Stored data entries
use std::f32::consts::{PI, SQRT_2};

use super::surface::{Color, DrawSurface, LayerId, RectMode};
use crate::config::{Config, SpectrumCircleConfig};
use crate::sketch::mapper::{map_range, spectrum_bars, SquareParams, VisualParameters};

/// Distance of the square row from the bottom edge.
const SQUARE_MARGIN: f32 = 30.0;
/// Alpha of the background wash that leaves fading trails behind the circles.
const TRAIL_FADE: u8 = 10;
/// How far the trail layer spills past each edge when copied onto itself.
const TRAIL_DRIFT_X: f32 = 10.0;
const TRAIL_DRIFT_Y: f32 = 5.0;
const CORE_STROKE: f32 = 2.0;

/// Per-sketch drawing state. The trail layer lives as long as the scene.
#[derive(Debug, Default)]
pub struct Scene {
    trail: Option<LayerId>,
}

impl Scene {
    pub fn new() -> Self {
        Self::default()
    }

    /// Draw one frame. Without parameters only the background is cleared.
    pub fn draw_frame(
        &mut self,
        surface: &mut dyn DrawSurface,
        config: &Config,
        background: u8,
        frame_count: u64,
        params: Option<&VisualParameters>,
    ) {
        surface.background(Color::gray(background));

        let Some(params) = params else {
            return;
        };

        let (w, h) = (surface.width(), surface.height());
        let trail = *self.trail.get_or_insert_with(|| surface.create_layer(w, h));

        draw_trail(surface, trail, params, background);
        draw_core(surface, params);
        for circle in &config.spectrum_circles {
            draw_spectrum_circle(surface, &params.power_spectrum, circle, frame_count);
        }
        draw_squares(surface, &params.squares);
    }
}

/// Advance the trail layer by one frame and composite it onto the canvas.
///
/// The layer is redrawn enlarged onto itself so old strokes drift outwards,
/// washed with a faint background, then the coloured circles go on top.
fn draw_trail(
    surface: &mut dyn DrawSurface,
    trail: LayerId,
    params: &VisualParameters,
    background: u8,
) {
    let (w, h) = (surface.width(), surface.height());
    let d = params.ball_distance;

    surface.target(Some(trail));

    surface.push();
    surface.draw_layer(
        trail,
        -TRAIL_DRIFT_X,
        -TRAIL_DRIFT_Y,
        w + 2.0 * TRAIL_DRIFT_X,
        h + 2.0 * TRAIL_DRIFT_Y,
    );
    surface.rect_mode(RectMode::Corner);
    surface.fill(Some(Color::gray(background).with_alpha(TRAIL_FADE)));
    surface.stroke(None);
    surface.rect(0.0, 0.0, w, h);
    surface.pop();

    surface.push();
    surface.fill(None);
    surface.stroke_weight(params.stroke_weight);
    surface.translate(w / 2.0, h / 2.0);
    surface.rotate(params.rotation);
    surface.stroke(Some(Color::RED));
    surface.circle(-d, 0.0, params.radius);
    surface.stroke(Some(Color::BLUE));
    surface.circle(d, 0.0, params.radius);
    surface.pop();

    surface.target(None);

    surface.push();
    surface.stroke(None);
    surface.draw_layer(trail, 0.0, 0.0, w, h);
    surface.pop();
}

fn draw_core(surface: &mut dyn DrawSurface, params: &VisualParameters) {
    let (w, h) = (surface.width(), surface.height());
    let d = params.ball_distance;

    surface.push();
    surface.fill(None);
    surface.stroke_weight(CORE_STROKE);
    surface.stroke(Some(Color::WHITE));
    surface.translate(w / 2.0, h / 2.0);
    surface.rotate(params.rotation);
    surface.circle(-d, 0.0, params.radius);
    surface.circle(d, 0.0, params.radius);
    surface.pop();
}

fn draw_spectrum_circle(
    surface: &mut dyn DrawSurface,
    spectrum: &[f32],
    circle: &SpectrumCircleConfig,
    frame_count: u64,
) {
    let (w, h) = (surface.width(), surface.height());
    let radius = circle.radius;

    surface.push();
    surface.stroke(Some(Color::GREY));
    surface.fill(None);
    surface.translate(w / 2.0, h / 2.0);
    surface.circle(0.0, 0.0, radius * 2.0);

    surface.rotate(PI * 0.5);
    surface.rotate(PI * circle.rotation_rate * frame_count as f32 * circle.speed);

    surface.fill(Some(Color::GREY));
    surface.stroke(None);
    let bars = spectrum_bars(spectrum, radius);
    let count = bars.len() as f32;
    for (i, bar) in bars.iter().enumerate() {
        surface.push();
        surface.rotate(map_range(i as f32, 0.0, count, 0.0, PI));
        surface.rect(0.0, radius, bar.width, bar.height);
        // mirrored across the vertical axis
        surface.rotate(PI);
        surface.rect(0.0, radius, bar.width, bar.height);
        surface.pop();
    }
    surface.pop();
}

fn draw_squares(surface: &mut dyn DrawSurface, squares: &[SquareParams]) {
    if squares.is_empty() {
        return;
    }
    let (w, h) = (surface.width(), surface.height());
    let bound = w / 2.0;
    let n = squares.len() as f32;
    let cell = (bound / (n + 1.0)) / SQRT_2;

    surface.push();
    surface.rect_mode(RectMode::Center);
    surface.translate(0.0, h - SQUARE_MARGIN);

    for (i, square) in squares.iter().enumerate() {
        let x = i as f32 * bound / n + cell / 2.0;
        surface.push();
        surface.fill(Some(square.color));
        for pos in [x, w - x] {
            surface.push();
            surface.translate(pos, 0.0);
            surface.rotate(square.angle);
            surface.rect(0.0, 0.0, square.size, square.size);
            surface.pop();
        }
        surface.pop();
    }
    surface.pop();
}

• Aim of the task: Every entry is to be transcribed exactly as it stands.

• Solution to this task:
use std::f32::consts::{PI, SQRT_2};

use super::surface::{Color, DrawSurface, LayerId, RectMode};
use crate::config::{Config, SpectrumCircleConfig};
use crate::sketch::mapper::{map_range, spectrum_bars, SquareParams, VisualParameters};

/// Distance of the square row from the bottom edge.
const SQUARE_MARGIN: f32 = 30.0;
/// Alpha of the background wash that leaves fading trails behind the circles.
const TRAIL_FADE: u8 = 10;
/// How far the trail layer spills past each edge when copied onto itself.
const TRAIL_DRIFT_X: f32 = 10.0;
const TRAIL_DRIFT_Y: f32 = 5.0;
const CORE_STROKE: f32 = 2.0;

/// Per-sketch drawing state. The trail layer lives as long as the scene.
#[derive(Debug, Default)]
pub struct Scene {
    trail: Option<LayerId>,
}

impl Scene {
    pub fn new() -> Self {
        Self::default()
    }

    /// Draw one frame. Without parameters only the background is cleared.
    pub fn draw_frame(
        &mut self,
        surface: &mut dyn DrawSurface,
        config: &Config,
        background: u8,
        frame_count: u64,
        params: Option<&VisualParameters>,
    ) {
        surface.background(Color::gray(background));

        let Some(params) = params else {
            return;
        };

        let (w, h) = (surface.width(), surface.height());
        let trail = *self.trail.get_or_insert_with(|| surface.create_layer(w, h));

        draw_trail(surface, trail, params, background);
        draw_core(surface, params);
        for circle in &config.spectrum_circles {
            draw_spectrum_circle(surface, &params.power_spectrum, circle, frame_count);
        }
        draw_squares(surface, &params.squares);
    }
}

/// Advance the trail layer by one frame and composite it onto the canvas.
///
/// The layer is redrawn enlarged onto itself so old strokes drift outwards,
/// washed with a faint background, then the coloured circles go on top.
fn draw_trail(
    surface: &mut dyn DrawSurface,
    trail: LayerId,
    params: &VisualParameters,
    background: u8,
) {
    let (w, h) = (surface.width(), surface.height());
    let d = params.ball_distance;

    surface.target(Some(trail));

    surface.push();
    surface.draw_layer(
        trail,
        -TRAIL_DRIFT_X,
        -TRAIL_DRIFT_Y,
        w + 2.0 * TRAIL_DRIFT_X,
        h + 2.0 * TRAIL_DRIFT_Y,
    );
    surface.rect_mode(RectMode::Corner);
    surface.fill(Some(Color::gray(background).with_alpha(TRAIL_FADE)));
    surface.stroke(None);
    surface.rect(0.0, 0.0, w, h);
    surface.pop();

    surface.push();
    surface.fill(None);
    surface.stroke_weight(params.stroke_weight);
    surface.translate(w / 2.0, h / 2.0);
    surface.rotate(params.rotation);
    surface.stroke(Some(Color::RED));
    surface.circle(-d, 0.0, params.radius);
    surface.stroke(Some(Color::BLUE));
    surface.circle(d, 0.0, params.radius);
    surface.pop();

    surface.target(None);

    surface.push();
    surface.stroke(None);
    surface.draw_layer(trail, 0.0, 0.0, w, h);
    surface.pop();
}

fn draw_core(surface: &mut dyn DrawSurface, params: &VisualParameters) {
    let (w, h) = (surface.width(), surface.height());
    let d = params.ball_distance;

    surface.push();
    surface.fill(None);
    surface.stroke_weight(CORE_STROKE);
    surface.stroke(Some(Color::WHITE));
    surface.translate(w / 2.0, h / 2.0);
    surface.rotate(params.rotation);
    surface.circle(-d, 0.0, params.radius);
    surface.circle(d, 0.0, params.radius);
    surface.pop();
}

fn draw_spectrum_circle(
    surface: &mut dyn DrawSurface,
    spectrum: &[f32],
    circle: &SpectrumCircleConfig,
    frame_count: u64,
) {
    let (w, h) = (surface.width(), surface.height());
    let radius = circle.radius;

    surface.push();
    surface.stroke(Some(Color::GREY));
    surface.fill(None);
    surface.translate(w / 2.0, h / 2.0);
    surface.circle(0.0, 0.0, radius * 2.0);

    surface.rotate(PI * 0.5);
    surface.rotate(PI * circle.rotation_rate * frame_count as f32 * circle.speed);

    surface.fill(Some(Color::GREY));
    surface.stroke(None);
    let bars = spectrum_bars(spectrum, radius);
    let count = bars.len() as f32;
    for (i, bar) in bars.iter().enumerate() {
        surface.push();
        surface.rotate(map_range(i as f32, 0.0, count, 0.0, PI));
        surface.rect(0.0, radius, bar.width, bar.height);
        // mirrored across the vertical axis
        surface.rotate(PI);
        surface.rect(0.0, radius, bar.width, bar.height);
        surface.pop();
    }
    surface.pop();
}

fn draw_squares(surface: &mut dyn DrawSurface, squares: &[SquareParams]) {
    if squares.is_empty() {
        return;
    }
    let (w, h) = (surface.width(), surface.height());
    let bound = w / 2.0;
    let n = squares.len() as f32;
    let cell = (bound / (n + 1.0)) / SQRT_2;

    surface.push();
    surface.rect_mode(RectMode::Center);
    surface.translate(0.0, h - SQUARE_MARGIN);

    for (i, square) in squares.iter().enumerate() {
        let x = i as f32 * bound / n + cell / 2.0;
        surface.push();
        surface.fill(Some(square.color));
        for pos in [x, w - x] {
            surface.push();
            surface.translate(pos, 0.0);
            surface.rotate(square.angle);
            surface.rect(0.0, 0.0, square.size, square.size);
            surface.pop();
        }
        surface.pop();
    }
    surface.pop();
}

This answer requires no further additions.